FictionalCharacter · 11/08/2023 18:47

Dyathinkysaurus · 09/08/2023 18:11

I think it’s a case of hope springs eternal? Also it’s really only dawned on me v e r y s l o w l y that this is not normal and, especially, that it’s not something I cause or can control.

DS is now 13 and has been able to say quite coolly “Oh, she did that deliberately,” or “No, you didn’t say X, you said Y,” presumably because he has never been gaslit and doesn’t doubt the evidence of his own senses.

Mumsnet be my witness, I will not fall for this again! I just honestly always feel like it’s something I have to do and people always say oh it’ll be nice to see your mum, you must miss her, etc etc. And then you think oh it’s only for a week, how bad can it be? Then the mind games start.

Listen to your DS, who unlike you hasn’t been conditioned to think “that’s just how she is” and is willing to call her out.
Time to accept that despite being your mother and old, she’s simply an unpleasant, nasty old lady who is horrible to you.
No more holidays with her. And go NC or LC, for the sake of your kids if not for yourself, because she’ll turn on them too at some point.

Trappedwitheviledna · 11/08/2023 18:58

I live with someone very similar to your mother….see my username!!

She’s always been difficult…borderline personality in my opinion. It seems clear that now she’s in the early stages of dementia, the borderline behaviour is far worse and she’s paranoid, grumpy and trying to start arguments.

WaggledMyAerialAndWolfedMyCustardCreams · 11/08/2023 19:05

Why have you taken my mother on holiday?

I used to let the rudeness wash over me (I was taught by my father to take the line of least resistance) but that just becomes a form of tacit approval. Now I tell her not to be so rude. I don’t use the MN classic of did you mean to be so rude? because the truthful answer would be yes.

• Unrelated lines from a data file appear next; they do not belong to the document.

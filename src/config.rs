use std::env;
use std::net::SocketAddr;
use std::path::PathBuf;
use anyhow::{Context, Result};
use zeroize::{Zeroize, Zeroizing};

/// Minimum length of the session signing secret, in bytes.
pub const MIN_SESSION_SECRET_BYTES: usize = 64;

/// Value of `DATABASE_URL` that selects the in-process store.
pub const MEMORY_DATABASE_URL: &str = "memory";

/// The application's configuration.
#[derive(Clone)]
pub struct Config {
    /// The URL of the PostgreSQL database, or `memory`.
    pub database_url: String,
    /// The address the HTTP server binds to.
    pub bind_addr: SocketAddr,
    /// The duration of a session in days.
    pub session_duration_days: i64,
    /// The key used to sign session cookies.
    pub session_secret: Zeroizing<Vec<u8>>,
    /// Whether cookies carry the `Secure` flag.
    pub secure_cookies: bool,
    /// Directory served under `/static`.
    pub static_dir: PathBuf,
    /// Whether the auth guard re-checks that the session's user still exists.
    pub verify_session_user: bool,
}

impl Config {
    /// Creates a new `Config` from environment variables.
    ///
    /// # Returns
    ///
    /// A `Result` containing the `Config`.
    pub fn from_env() -> Result<Self> {
        let mut secret_hex = env::var("SESSION_SECRET")
            .context("SESSION_SECRET must be set (generate with: openssl rand -hex 64)")?;

        let secret_bytes = hex::decode(&secret_hex)
            .context("SESSION_SECRET must be valid hexadecimal")?;

        secret_hex.zeroize();

        if secret_bytes.len() < MIN_SESSION_SECRET_BYTES {
            anyhow::bail!("SESSION_SECRET must be at least 64 bytes (128 hex characters)");
        }

        Ok(Self {
            database_url: env::var("DATABASE_URL")
                .context("DATABASE_URL must be set (or \"memory\" for an in-process store)")?,
            bind_addr: env::var("BIND_ADDR")
                .unwrap_or_else(|_| "127.0.0.1:8001".to_string())
                .parse()
                .context("Invalid BIND_ADDR")?,
            session_duration_days: env::var("SESSION_DURATION_DAYS")
                .unwrap_or_else(|_| "7".to_string())
                .parse()
                .context("Invalid SESSION_DURATION_DAYS")?,
            session_secret: Zeroizing::new(secret_bytes),
            secure_cookies: env::var("APP_ENV")
                .unwrap_or_else(|_| "development".to_string()) == "production",
            static_dir: env::var("STATIC_DIR")
                .unwrap_or_else(|_| "static".to_string())
                .into(),
            verify_session_user: env::var("SESSION_VERIFY_USER")
                .map(|v| v == "true" || v == "1")
                .unwrap_or(false),
        })
    }

    /// Whether the in-process store was requested instead of Postgres.
    pub fn uses_memory_store(&self) -> bool {
        self.database_url == MEMORY_DATABASE_URL
    }
}
use axum::{
    Router,
    middleware::from_fn_with_state,
    routing::{get, post},
};
use tower_cookies::CookieManagerLayer;
use tower_http::{
    services::ServeDir,
    trace::{DefaultMakeSpan, DefaultOnFailure, DefaultOnRequest, DefaultOnResponse, TraceLayer},
};
use tracing::Level;

use crate::{
    handlers::{auth, pages, products},
    middleware_layer,
    state::AppState,
};

/// Builds the full application router.
pub fn router(state: AppState) -> Router {
    let protected_routes = Router::new()
        .route(
            "/products/create_product",
            get(products::create_form).post(products::create),
        )
        .route(
            "/products/edit/{id}",
            get(products::edit_form).post(products::update),
        )
        .route("/products/delete/{id}", post(products::delete))
        .route_layer(from_fn_with_state(
            state.clone(),
            middleware_layer::auth::require_auth,
        ));

    let public_routes = Router::new()
        .route("/", get(pages::home))
        .route("/health", get(pages::health))
        .route("/favicon.ico", get(pages::favicon))
        .route("/products", get(products::index))
        .route("/products/{id}", get(products::detail))
        .route("/register", get(auth::register_page).post(auth::register))
        .route("/login", get(auth::login_page).post(auth::login))
        .route("/logout", get(auth::logout));

    Router::new()
        .merge(public_routes)
        .merge(protected_routes)
        .nest_service("/static", ServeDir::new(&state.config.static_dir))
        .fallback(pages::not_found)
        .layer(
            TraceLayer::new_for_http()
                .make_span_with(DefaultMakeSpan::default())
                .on_request(DefaultOnRequest::default().level(Level::DEBUG))
                .on_response(DefaultOnResponse::default().level(Level::DEBUG))
                .on_failure(DefaultOnFailure::default().level(Level::ERROR)),
        )
        .layer(CookieManagerLayer::new())
        .with_state(state)
}
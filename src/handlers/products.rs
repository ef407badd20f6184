use askama::Template;
use askama_web::WebTemplate;
use axum::{
    Extension, Form,
    extract::{Path, Query, State},
    http::StatusCode,
    response::{IntoResponse, Redirect, Response},
};
use serde::Deserialize;
use tower_cookies::Cookies;

use crate::{
    error::{AppError, Result},
    middleware_layer::auth::current_session,
    models::{product::Product, session::Session},
    services::products as catalog,
    state::AppState,
    validation::product::{ProductForm, parse_product},
};

/// Query parameters of the product list.
#[derive(Debug, Deserialize)]
pub struct SearchQuery {
    pub q: Option<String>,
}

/// Product list template.
#[derive(Template, WebTemplate)]
#[template(path = "products/index.html")]
pub struct ProductListTemplate {
    pub current_user: Option<String>,
    pub products: Vec<Product>,
    pub query: String,
}

/// Product detail template.
#[derive(Template, WebTemplate)]
#[template(path = "products/detail.html")]
pub struct ProductDetailTemplate {
    pub current_user: Option<String>,
    pub product: Product,
}

/// Create and edit form template.
#[derive(Template, WebTemplate)]
#[template(path = "products/form.html")]
pub struct ProductFormTemplate {
    pub current_user: Option<String>,
    pub heading: &'static str,
    pub action: String,
    pub form: ProductForm,
    pub error: Option<String>,
}

impl ProductFormTemplate {
    fn create(actor: &Session, form: ProductForm) -> Self {
        Self {
            current_user: Some(actor.email.clone()),
            heading: "New product",
            action: "/products/create_product".to_string(),
            form,
            error: None,
        }
    }

    fn edit(actor: &Session, id: i32, form: ProductForm) -> Self {
        Self {
            current_user: Some(actor.email.clone()),
            heading: "Edit product",
            action: format!("/products/edit/{}", id),
            form,
            error: None,
        }
    }

    /// Re-renders the form for a validation failure; anything else propagates.
    fn rejected(mut self, err: AppError) -> Result<Response> {
        match err {
            AppError::Validation { message, .. } => {
                self.error = Some(message);
                Ok((StatusCode::BAD_REQUEST, self).into_response())
            }
            other => Err(other),
        }
    }
}

/// Lists products, filtered by `q` when given.
pub async fn index(
    State(state): State<AppState>,
    cookies: Cookies,
    Query(params): Query<SearchQuery>,
) -> Result<ProductListTemplate> {
    let current_user = current_session(&state, &cookies).await?.map(|s| s.email);
    let products = catalog::list_products(state.products.as_ref(), params.q.as_deref()).await?;

    Ok(ProductListTemplate {
        current_user,
        products,
        query: params.q.unwrap_or_default(),
    })
}

pub async fn detail(
    State(state): State<AppState>,
    cookies: Cookies,
    Path(id): Path<i32>,
) -> Result<ProductDetailTemplate> {
    let current_user = current_session(&state, &cookies).await?.map(|s| s.email);
    let product = catalog::get_product(state.products.as_ref(), id).await?;
    Ok(ProductDetailTemplate {
        current_user,
        product,
    })
}

pub async fn create_form(Extension(session): Extension<Session>) -> ProductFormTemplate {
    ProductFormTemplate::create(&session, ProductForm::default())
}

pub async fn create(
    State(state): State<AppState>,
    Extension(session): Extension<Session>,
    Form(form): Form<ProductForm>,
) -> Result<Response> {
    let input = match parse_product(&form) {
        Ok(input) => input,
        Err(e) => return ProductFormTemplate::create(&session, form).rejected(e),
    };

    match catalog::create_product(state.products.as_ref(), input, &session).await {
        Ok(_) => Ok(Redirect::to("/products").into_response()),
        Err(e) => ProductFormTemplate::create(&session, form).rejected(e),
    }
}

pub async fn edit_form(
    State(state): State<AppState>,
    Extension(session): Extension<Session>,
    Path(id): Path<i32>,
) -> Result<ProductFormTemplate> {
    let product = catalog::get_product(state.products.as_ref(), id).await?;
    Ok(ProductFormTemplate::edit(&session, id, ProductForm::from(&product)))
}

pub async fn update(
    State(state): State<AppState>,
    Extension(session): Extension<Session>,
    Path(id): Path<i32>,
    Form(form): Form<ProductForm>,
) -> Result<Response> {
    catalog::get_product(state.products.as_ref(), id).await?;

    let input = match parse_product(&form) {
        Ok(input) => input,
        Err(e) => return ProductFormTemplate::edit(&session, id, form).rejected(e),
    };

    match catalog::update_product(state.products.as_ref(), id, input, &session).await {
        Ok(product) => Ok(Redirect::to(&format!("/products/{}", product.id)).into_response()),
        Err(e) => ProductFormTemplate::edit(&session, id, form).rejected(e),
    }
}

pub async fn delete(
    State(state): State<AppState>,
    Extension(session): Extension<Session>,
    Path(id): Path<i32>,
) -> Result<Redirect> {
    catalog::delete_product(state.products.as_ref(), id, &session).await?;
    Ok(Redirect::to("/products"))
}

ASoapImpressionOfHisWifeWhichHeAte · 11/08/2023 19:43

It's not dementia is if, she just sounds like a horrible person. Plenty of if about. Just be thankful that you seldom have to see her ... my grandmother is like this (and now, at 95, with complex health needs) and me and my sibling and father live far too close to her for our liking!

Ladyface · 11/08/2023 20:22

Sounds like my mother, constantly annoyed and complaining. She was also emotionally abusive and very resentful to me as a child. My greatest accomplishment is not parenting like her.